In yesterday’s post I mentioned that I’ve been toying with the idea of returning to the workforce. I thought I would elaborate on that.

I have been a SAHM for just about 10 years now. I don’t have a “career” to go back to.  I never became a practicing attorney, and I was just getting my “foot in the door” into the HR world. Most of my work experience is administrative or paralegal in nature.

During my 10 year tenure at Thomas Inc, I have tried my best to keep the mind sharp. I am an expert at research on the internet and I’m pretty-gosh-darn-good at Soduku puzzles. I attempted to be crafty–making cards and scrapbooks. But that just filled the time in between naps and preschool.

I volunteered a lot. It started when I joined my local Mom of Twins group. I went to a few meetings and felt like I could contribute to this organization that saved me from the stress of having twins.  Within a year, I became co-editor of the club’s newsletter–a position that I held for 2.5 years. I became the Membership Secretary, and President. I am currently club treasurer.  While writing for the club’s newsletter, I was approached by the National Mothers of Twins Organization to write for their publication–which has 26,000 readers!! I wrote articles bi-monthly for two years. I was a nationally published author!! (ok, maybe that’s a stretch….but it IS true).  While we lived in England, this little American was even PTA President for a year! 

So, contrary to what some may think, I have not spent the last 10 years of my life sitting around eating bon-bons while watching soap operas.   OK—I’ll fess up. Everyday, at 1pm–it’s MY TV TIME.  I watch “All My Children.” It’s the only “luxury” I allow myself between laundry, vacuuming, oil changes, battling insurance companies, taxiing kids, groceries, etc.

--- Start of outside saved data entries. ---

pub(crate) mod pixel;
pub(crate) mod rect;
pub(crate) mod surface;
pub(crate) mod threading;
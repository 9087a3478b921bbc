//! Builder for a single state and its substates.

use crate::core::{DirtyKind, EventKind, Flag, FlagOverrides, Handler, Hook};
use std::collections::HashMap;

/// Builder for constructing a state descriptor with a fluent API.
///
/// Substates are nested builders; the whole hierarchy is flattened and
/// validated by [`crate::builder::TreeBuilder`].
#[derive(Clone)]
pub struct StateBuilder {
    name: String,
    flags: FlagOverrides,
    handlers: HashMap<EventKind, Handler>,
    enter: Option<Hook>,
    exit: Option<Hook>,
    children: Vec<StateBuilder>,
    initial: Option<String>,
    dirty_kind: Option<DirtyKind>,
}

impl StateBuilder {
    /// Create a new builder for the state called `name`.
    pub fn new(name: impl Into<String>) -> Self {
        Self {
            name: name.into(),
            flags: FlagOverrides::new(),
            handlers: HashMap::new(),
            enter: None,
            exit: None,
            children: Vec::new(),
            initial: None,
            dirty_kind: None,
        }
    }

    /// Override a single flag on this state.
    pub fn flag(mut self, flag: Flag, value: bool) -> Self {
        self.flags.set(flag, value);
        self
    }

    /// Overlay a set of flag overrides, usually written with [`crate::flags!`].
    pub fn flags(mut self, overrides: FlagOverrides) -> Self {
        self.flags = self.flags.merge(overrides);
        self
    }

    /// Bind a handler for `kind`. A later binding replaces an earlier one.
    pub fn on(mut self, kind: EventKind, handler: Handler) -> Self {
        self.handlers.insert(kind, handler);
        self
    }

    pub fn enter(mut self, hook: Hook) -> Self {
        self.enter = Some(hook);
        self
    }

    pub fn exit(mut self, hook: Hook) -> Self {
        self.exit = Some(hook);
        self
    }

    /// Add a substate.
    pub fn child(mut self, child: StateBuilder) -> Self {
        self.children.push(child);
        self
    }

    /// Name the default-entry substate (required for composite states).
    pub fn initial(mut self, name: impl Into<String>) -> Self {
        self.initial = Some(name.into());
        self
    }

    /// Tag this state and its descendants with a dirty-family kind.
    pub fn dirty_kind(mut self, kind: DirtyKind) -> Self {
        self.dirty_kind = Some(kind);
        self
    }

    pub fn state_name(&self) -> &str {
        &self.name
    }

    pub fn flag_overrides(&self) -> &FlagOverrides {
        &self.flags
    }

    pub fn child_states(&self) -> &[StateBuilder] {
        &self.children
    }

    pub fn initial_name(&self) -> Option<&str> {
        self.initial.as_deref()
    }

    pub(crate) fn into_parts(self) -> StateParts {
        StateParts {
            name: self.name,
            flags: self.flags,
            handlers: self.handlers,
            enter: self.enter,
            exit: self.exit,
            children: self.children,
            initial: self.initial,
            dirty_kind: self.dirty_kind,
        }
    }
}

pub(crate) struct StateParts {
    pub name: String,
    pub flags: FlagOverrides,
    pub handlers: HashMap<EventKind, Handler>,
    pub enter: Option<Hook>,
    pub exit: Option<Hook>,
    pub children: Vec<StateBuilder>,
    pub initial: Option<String>,
    pub dirty_kind: Option<DirtyKind>,
}

#[cfg(test)]
mod tests {
    use super::*;
    use crate::core::Event;
    use crate::manager::{LifecycleError, Machine};

    fn noop(_: &mut dyn Machine, _: Event) -> Result<(), LifecycleError> {
        Ok(())
    }

    #[test]
    fn fluent_api_collects_parts() {
        let state = StateBuilder::new("loaded")
            .flag(Flag::IsLoaded, true)
            .on(EventKind::Delete, noop)
            .initial("saved")
            .child(StateBuilder::new("saved"));

        assert_eq!(state.state_name(), "loaded");
        assert_eq!(state.flag_overrides().get(Flag::IsLoaded), Some(true));
        assert_eq!(state.initial_name(), Some("saved"));
        assert_eq!(state.child_states().len(), 1);
    }

    #[test]
    fn flags_merge_with_single_overrides() {
        let state = StateBuilder::new("deleted")
            .flag(Flag::IsDirty, false)
            .flags(FlagOverrides::new().with(Flag::IsDirty, true));

        assert_eq!(state.flag_overrides().get(Flag::IsDirty), Some(true));
    }
}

And….as you may recall, last year I started a home-based travel agency, hoping to use all the travel knowledge I’ve picked up over the years and put it to good use and help others. “So, how goes it?” you ask.  Mediocre, at best.  Granted, I have not put on a mega-media-blitz to get my name out there. My “marketing” has been low-key and “grass-roots.” But it has saddened me to see friends and family make their own travel plans without contacting me. 

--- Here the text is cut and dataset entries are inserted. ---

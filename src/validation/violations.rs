//! Violations reported when validating a state tree definition.

use thiserror::Error;

/// A single structural problem in a state tree definition.
#[derive(Debug, Clone, Error, PartialEq)]
pub enum TreeViolation {
    #[error("Root state does not declare a default for flag '{flag}'")]
    MissingFlagDefault { flag: &'static str },

    #[error("State name '{name}' is empty or contains '.'")]
    InvalidName { name: String },

    #[error("State '{parent}' declares more than one child named '{name}'")]
    DuplicateState { parent: String, name: String },

    #[error("Composite state '{state}' has no default entry child")]
    MissingInitial { state: String },

    #[error("State '{state}' names unknown default entry child '{initial}'")]
    UnknownInitial { state: String, initial: String },

    #[error("Leaf state '{state}' declares default entry '{initial}' but has no children")]
    InitialOnLeaf { state: String, initial: String },
}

I figured that if I were to get a “real” job, that I could still do the travel thing on the side—or at least just get REAL GOOD deals for myself!

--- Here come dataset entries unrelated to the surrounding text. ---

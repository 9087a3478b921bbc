//! State transition history tracking.
//!
//! Provides immutable tracking of completed transitions, following
//! functional programming principles.

use super::event::EventKind;
use chrono::{DateTime, Utc};
use serde::{Deserialize, Serialize};
use std::time::Duration;

/// Record of a single completed transition.
///
/// # Example
///
/// ```rust
/// use record_state::core::{EventKind, StateTransition};
/// use chrono::Utc;
///
/// let transition = StateTransition {
///     from: "loaded.created.unsaved".to_string(),
///     to: "loaded.created.inFlight".to_string(),
///     event: Some(EventKind::WillCommit),
///     timestamp: Utc::now(),
/// };
/// assert_eq!(transition.event, Some(EventKind::WillCommit));
/// ```
#[derive(Clone, Debug, PartialEq, Serialize, Deserialize)]
pub struct StateTransition {
    /// Dotted path of the leaf being left
    pub from: String,
    /// Dotted path of the leaf being entered
    pub to: String,
    /// The event whose handler requested the transition, if any
    pub event: Option<EventKind>,
    /// When the transition completed
    pub timestamp: DateTime<Utc>,
}

/// Ordered history of completed transitions.
///
/// History is immutable - the `record` method returns a new history
/// with the transition added.
///
/// # Example
///
/// ```rust
/// use record_state::core::{StateHistory, StateTransition};
/// use chrono::Utc;
///
/// let history = StateHistory::new();
/// let history = history.record(StateTransition {
///     from: "empty".to_string(),
///     to: "loading".to_string(),
///     event: None,
///     timestamp: Utc::now(),
/// });
/// let history = history.record(StateTransition {
///     from: "loading".to_string(),
///     to: "loaded.saved".to_string(),
///     event: None,
///     timestamp: Utc::now(),
/// });
///
/// assert_eq!(history.get_path(), vec!["empty", "loading", "loaded.saved"]);
/// ```
#[derive(Clone, Debug, Default, PartialEq, Serialize, Deserialize)]
pub struct StateHistory {
    transitions: Vec<StateTransition>,
}

impl StateHistory {
    /// Create a new empty history.
    pub fn new() -> Self {
        Self {
            transitions: Vec::new(),
        }
    }

    /// Record a transition, returning a new history.
    ///
    /// The existing history is left untouched.
    pub fn record(&self, transition: StateTransition) -> Self {
        let mut transitions = self.transitions.clone();
        transitions.push(transition);
        Self { transitions }
    }

    /// Keep only the most recent `limit` transitions.
    pub fn retain_last(mut self, limit: usize) -> Self {
        if self.transitions.len() > limit {
            let excess = self.transitions.len() - limit;
            self.transitions.drain(..excess);
        }
        self
    }

    /// Get the path of states traversed: the first `from`, then every `to`.
    pub fn get_path(&self) -> Vec<&str> {
        let mut path = Vec::new();
        if let Some(first) = self.transitions.first() {
            path.push(first.from.as_str());
        }
        for transition in &self.transitions {
            path.push(transition.to.as_str());
        }
        path
    }

    /// Time between the first and last recorded transition.
    ///
    /// Returns `None` if there are no transitions.
    pub fn duration(&self) -> Option<Duration> {
        if let (Some(first), Some(last)) = (self.transitions.first(), self.transitions.last()) {
            let duration = last.timestamp.signed_duration_since(first.timestamp);
            duration.to_std().ok()
        } else {
            None
        }
    }

    pub fn transitions(&self) -> &[StateTransition] {
        &self.transitions
    }

    pub fn last(&self) -> Option<&StateTransition> {
        self.transitions.last()
    }
}

#[cfg(test)]
mod tests {
    use super::*;

    fn transition(from: &str, to: &str) -> StateTransition {
        StateTransition {
            from: from.to_string(),
            to: to.to_string(),
            event: None,
            timestamp: Utc::now(),
        }
    }

    #[test]
    fn new_history_is_empty() {
        let history = StateHistory::new();
        assert_eq!(history.transitions().len(), 0);
        assert!(history.get_path().is_empty());
        assert!(history.duration().is_none());
    }

    #[test]
    fn record_is_immutable() {
        let history = StateHistory::new();
        let new_history = history.record(transition("empty", "loading"));

        assert_eq!(history.transitions().len(), 0);
        assert_eq!(new_history.transitions().len(), 1);
    }

    #[test]
    fn get_path_returns_state_sequence() {
        let history = StateHistory::new()
            .record(transition("empty", "loading"))
            .record(transition("loading", "loaded.saved"));

        assert_eq!(history.get_path(), vec!["empty", "loading", "loaded.saved"]);
    }

    #[test]
    fn retain_last_drops_oldest() {
        let history = StateHistory::new()
            .record(transition("a", "b"))
            .record(transition("b", "c"))
            .record(transition("c", "d"))
            .retain_last(2);

        assert_eq!(history.get_path(), vec!["b", "c", "d"]);
    }

    #[test]
    fn duration_calculates_elapsed_time() {
        let start = Utc::now();
        let history = StateHistory::new()
            .record(StateTransition {
                timestamp: start,
                ..transition("a", "b")
            })
            .record(StateTransition {
                timestamp: start + chrono::Duration::milliseconds(25),
                ..transition("b", "c")
            });

        assert_eq!(
            history.duration(),
            Some(std::time::Duration::from_millis(25))
        );
    }

    #[test]
    fn history_serializes_correctly() {
        let history = StateHistory::new().record(StateTransition {
            event: Some(EventKind::Delete),
            ..transition("loaded.saved", "deleted.start")
        });

        let json = serde_json::to_string(&history).unwrap();
        let deserialized: StateHistory = serde_json::from_str(&json).unwrap();

        assert_eq!(history, deserialized);
    }
}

[Surprisingly, though, two people contacted me within the last 2 weeks to help them with their travel plans. And, they seem VERY HAPPY with my research!! They have both asked for business cards to pass along to their friends. (Yippee)]

Let’s get back on track….

Two thoughts left on returning to work:  (1) Why? (2) Why not?

WHY? My boys seem to need ME less and less.  All 3 boys are in school “full time” now. At home, they always ask Hubby to play with them. Hubby has been doing bath/shower time since I became pregnant w/ Little Guy. Speaking of Little Guy, he has started asking that Daddy read to him at night instead of me. My presence is less and less needed/wanted.

Unless, of course, if it concerns laundry or food. And then it’s EXPECTED. No appreciation or gratefulness. 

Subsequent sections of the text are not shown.